(Data section begins)

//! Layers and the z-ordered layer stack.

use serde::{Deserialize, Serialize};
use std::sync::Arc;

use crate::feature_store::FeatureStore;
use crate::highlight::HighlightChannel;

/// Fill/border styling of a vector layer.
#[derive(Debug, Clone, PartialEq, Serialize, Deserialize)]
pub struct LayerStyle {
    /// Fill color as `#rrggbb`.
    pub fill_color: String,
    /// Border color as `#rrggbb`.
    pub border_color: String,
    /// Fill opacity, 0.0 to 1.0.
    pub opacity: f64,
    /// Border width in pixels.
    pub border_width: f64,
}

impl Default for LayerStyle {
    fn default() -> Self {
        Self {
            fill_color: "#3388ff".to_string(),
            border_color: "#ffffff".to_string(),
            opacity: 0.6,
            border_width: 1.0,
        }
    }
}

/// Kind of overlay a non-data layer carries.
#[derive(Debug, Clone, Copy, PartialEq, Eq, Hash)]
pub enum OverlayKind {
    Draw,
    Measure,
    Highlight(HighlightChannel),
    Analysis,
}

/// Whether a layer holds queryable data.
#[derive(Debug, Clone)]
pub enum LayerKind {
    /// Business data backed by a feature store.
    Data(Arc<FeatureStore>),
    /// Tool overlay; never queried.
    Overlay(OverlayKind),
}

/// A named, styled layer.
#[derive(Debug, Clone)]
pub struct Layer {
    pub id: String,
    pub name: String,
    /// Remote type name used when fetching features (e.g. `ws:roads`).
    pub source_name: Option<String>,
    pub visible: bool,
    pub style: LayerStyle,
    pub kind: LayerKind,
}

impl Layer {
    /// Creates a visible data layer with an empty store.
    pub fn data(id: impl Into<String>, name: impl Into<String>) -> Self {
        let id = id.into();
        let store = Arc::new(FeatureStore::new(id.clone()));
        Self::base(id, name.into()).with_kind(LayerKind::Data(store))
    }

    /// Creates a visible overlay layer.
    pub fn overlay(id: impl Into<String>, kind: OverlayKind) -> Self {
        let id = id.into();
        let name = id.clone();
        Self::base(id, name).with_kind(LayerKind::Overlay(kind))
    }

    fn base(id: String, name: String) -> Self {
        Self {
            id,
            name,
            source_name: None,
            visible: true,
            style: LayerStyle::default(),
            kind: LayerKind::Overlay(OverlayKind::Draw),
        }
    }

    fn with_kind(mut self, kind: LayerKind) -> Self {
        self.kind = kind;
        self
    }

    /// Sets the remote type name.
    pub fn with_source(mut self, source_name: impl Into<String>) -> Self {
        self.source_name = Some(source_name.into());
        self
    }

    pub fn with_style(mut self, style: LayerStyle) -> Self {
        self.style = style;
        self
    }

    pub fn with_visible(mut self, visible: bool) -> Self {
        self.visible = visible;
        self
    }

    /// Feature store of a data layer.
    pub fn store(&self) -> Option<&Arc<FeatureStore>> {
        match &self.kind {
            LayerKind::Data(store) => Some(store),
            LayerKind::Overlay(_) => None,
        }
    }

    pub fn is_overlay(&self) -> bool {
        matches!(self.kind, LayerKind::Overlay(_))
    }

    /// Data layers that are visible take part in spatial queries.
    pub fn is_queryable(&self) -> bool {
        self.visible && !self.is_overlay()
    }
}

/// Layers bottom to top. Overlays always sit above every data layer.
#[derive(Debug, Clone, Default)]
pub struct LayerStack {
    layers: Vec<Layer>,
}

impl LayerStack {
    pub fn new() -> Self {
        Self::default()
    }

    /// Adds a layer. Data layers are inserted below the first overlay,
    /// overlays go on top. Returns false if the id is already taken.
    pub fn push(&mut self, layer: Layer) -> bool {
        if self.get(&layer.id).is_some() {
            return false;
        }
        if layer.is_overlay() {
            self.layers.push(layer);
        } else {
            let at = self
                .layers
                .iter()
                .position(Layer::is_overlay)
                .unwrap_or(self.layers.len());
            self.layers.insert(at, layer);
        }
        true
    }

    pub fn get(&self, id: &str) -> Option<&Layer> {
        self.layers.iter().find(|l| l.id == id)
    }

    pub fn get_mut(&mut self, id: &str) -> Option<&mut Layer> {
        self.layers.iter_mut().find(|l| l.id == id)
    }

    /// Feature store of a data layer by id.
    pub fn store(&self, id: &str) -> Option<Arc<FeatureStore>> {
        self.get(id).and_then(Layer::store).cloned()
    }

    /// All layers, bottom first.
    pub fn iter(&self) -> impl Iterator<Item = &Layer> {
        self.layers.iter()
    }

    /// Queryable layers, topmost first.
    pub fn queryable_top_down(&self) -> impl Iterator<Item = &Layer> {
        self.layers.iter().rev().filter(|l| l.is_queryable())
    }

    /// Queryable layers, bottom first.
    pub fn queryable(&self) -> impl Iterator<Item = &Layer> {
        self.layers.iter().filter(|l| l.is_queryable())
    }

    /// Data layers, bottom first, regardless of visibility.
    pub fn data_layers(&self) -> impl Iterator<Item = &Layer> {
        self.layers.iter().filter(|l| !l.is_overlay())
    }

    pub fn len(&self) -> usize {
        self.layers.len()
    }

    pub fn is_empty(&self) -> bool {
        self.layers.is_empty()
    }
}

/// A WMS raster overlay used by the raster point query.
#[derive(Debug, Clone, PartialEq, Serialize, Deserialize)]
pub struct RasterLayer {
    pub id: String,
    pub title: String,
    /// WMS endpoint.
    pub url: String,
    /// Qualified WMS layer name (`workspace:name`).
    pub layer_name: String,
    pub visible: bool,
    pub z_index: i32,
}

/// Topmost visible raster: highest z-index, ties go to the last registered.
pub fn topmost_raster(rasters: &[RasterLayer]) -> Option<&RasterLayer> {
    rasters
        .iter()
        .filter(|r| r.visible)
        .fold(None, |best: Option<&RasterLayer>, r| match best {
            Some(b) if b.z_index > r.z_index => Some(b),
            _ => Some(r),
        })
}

(Data section ends)
(Data section begins)

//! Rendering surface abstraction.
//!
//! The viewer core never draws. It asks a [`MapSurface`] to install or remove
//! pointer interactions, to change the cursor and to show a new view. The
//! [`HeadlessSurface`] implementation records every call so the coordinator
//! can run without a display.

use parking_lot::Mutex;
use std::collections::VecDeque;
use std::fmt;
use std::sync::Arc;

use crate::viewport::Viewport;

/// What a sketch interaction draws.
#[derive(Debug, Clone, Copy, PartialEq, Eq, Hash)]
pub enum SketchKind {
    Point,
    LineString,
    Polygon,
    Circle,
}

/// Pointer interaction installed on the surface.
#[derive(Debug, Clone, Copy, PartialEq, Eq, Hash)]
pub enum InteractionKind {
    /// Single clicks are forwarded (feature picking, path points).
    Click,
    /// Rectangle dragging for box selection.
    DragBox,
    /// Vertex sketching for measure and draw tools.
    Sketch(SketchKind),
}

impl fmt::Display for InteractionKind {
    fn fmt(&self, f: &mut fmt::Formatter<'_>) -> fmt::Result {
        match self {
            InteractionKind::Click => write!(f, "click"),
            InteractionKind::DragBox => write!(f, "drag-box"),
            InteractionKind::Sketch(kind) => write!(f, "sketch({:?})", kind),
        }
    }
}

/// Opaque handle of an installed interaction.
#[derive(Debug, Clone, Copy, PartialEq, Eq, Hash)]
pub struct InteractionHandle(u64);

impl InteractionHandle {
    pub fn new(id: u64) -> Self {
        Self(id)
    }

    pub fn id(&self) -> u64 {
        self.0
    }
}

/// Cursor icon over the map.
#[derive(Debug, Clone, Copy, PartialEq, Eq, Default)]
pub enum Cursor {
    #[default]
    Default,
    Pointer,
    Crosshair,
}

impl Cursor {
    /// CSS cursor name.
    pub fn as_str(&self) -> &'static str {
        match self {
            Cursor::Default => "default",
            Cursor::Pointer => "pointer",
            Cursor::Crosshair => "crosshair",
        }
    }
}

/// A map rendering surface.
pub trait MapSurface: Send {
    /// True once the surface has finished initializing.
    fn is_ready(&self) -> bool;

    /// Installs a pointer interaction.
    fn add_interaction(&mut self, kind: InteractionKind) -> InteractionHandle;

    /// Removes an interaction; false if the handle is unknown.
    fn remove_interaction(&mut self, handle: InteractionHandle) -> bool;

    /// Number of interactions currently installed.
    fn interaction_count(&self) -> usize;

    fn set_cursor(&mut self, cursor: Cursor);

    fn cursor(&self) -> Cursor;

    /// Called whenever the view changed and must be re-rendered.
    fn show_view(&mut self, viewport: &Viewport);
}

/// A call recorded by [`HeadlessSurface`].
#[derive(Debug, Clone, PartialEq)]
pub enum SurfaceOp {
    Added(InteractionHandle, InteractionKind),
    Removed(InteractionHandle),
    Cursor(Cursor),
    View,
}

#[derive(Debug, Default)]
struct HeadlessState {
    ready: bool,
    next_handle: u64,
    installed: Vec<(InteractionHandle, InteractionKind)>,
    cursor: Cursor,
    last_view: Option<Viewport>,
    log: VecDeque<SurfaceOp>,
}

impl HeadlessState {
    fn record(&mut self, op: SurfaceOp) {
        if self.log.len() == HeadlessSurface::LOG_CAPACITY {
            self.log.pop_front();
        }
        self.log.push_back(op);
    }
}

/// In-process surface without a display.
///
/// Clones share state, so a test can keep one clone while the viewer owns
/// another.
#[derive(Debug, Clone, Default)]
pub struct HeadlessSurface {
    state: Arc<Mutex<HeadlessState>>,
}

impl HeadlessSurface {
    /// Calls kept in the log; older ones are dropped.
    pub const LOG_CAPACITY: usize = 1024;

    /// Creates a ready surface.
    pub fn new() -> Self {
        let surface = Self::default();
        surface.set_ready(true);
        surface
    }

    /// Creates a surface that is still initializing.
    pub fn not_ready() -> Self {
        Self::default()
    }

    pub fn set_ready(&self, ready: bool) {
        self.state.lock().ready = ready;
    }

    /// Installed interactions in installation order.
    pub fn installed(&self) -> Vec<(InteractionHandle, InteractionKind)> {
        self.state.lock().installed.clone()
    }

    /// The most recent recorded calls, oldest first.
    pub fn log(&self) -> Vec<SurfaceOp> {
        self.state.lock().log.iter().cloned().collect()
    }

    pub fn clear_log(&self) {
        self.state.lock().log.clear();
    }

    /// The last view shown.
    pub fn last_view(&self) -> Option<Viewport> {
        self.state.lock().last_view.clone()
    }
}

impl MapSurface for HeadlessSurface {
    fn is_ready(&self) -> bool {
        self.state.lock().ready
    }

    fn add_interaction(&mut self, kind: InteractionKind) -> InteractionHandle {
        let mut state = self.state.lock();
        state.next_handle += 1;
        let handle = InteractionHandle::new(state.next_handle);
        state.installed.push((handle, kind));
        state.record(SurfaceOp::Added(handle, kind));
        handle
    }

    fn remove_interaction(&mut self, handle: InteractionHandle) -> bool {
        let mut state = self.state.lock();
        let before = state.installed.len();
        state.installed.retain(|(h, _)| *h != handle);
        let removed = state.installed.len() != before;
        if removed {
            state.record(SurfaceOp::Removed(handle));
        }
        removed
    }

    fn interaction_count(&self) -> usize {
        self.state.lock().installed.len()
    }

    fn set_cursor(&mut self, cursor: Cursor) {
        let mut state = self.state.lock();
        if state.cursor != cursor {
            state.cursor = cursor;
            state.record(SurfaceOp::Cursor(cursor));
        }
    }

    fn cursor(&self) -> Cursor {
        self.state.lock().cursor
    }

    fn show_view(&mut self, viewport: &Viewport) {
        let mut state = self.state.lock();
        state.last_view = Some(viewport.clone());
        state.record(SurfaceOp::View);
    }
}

(Data section ends)

*Action item*:
Copy each line above that contains the word "SurfaceOp".

*Result of this exercise*:
pub enum SurfaceOp {
    log: VecDeque<SurfaceOp>,
    fn record(&mut self, op: SurfaceOp) {
    pub fn log(&self) -> Vec<SurfaceOp> {
        state.record(SurfaceOp::Added(handle, kind));
            state.record(SurfaceOp::Removed(handle));
            state.record(SurfaceOp::Cursor(cursor));
        state.record(SurfaceOp::View);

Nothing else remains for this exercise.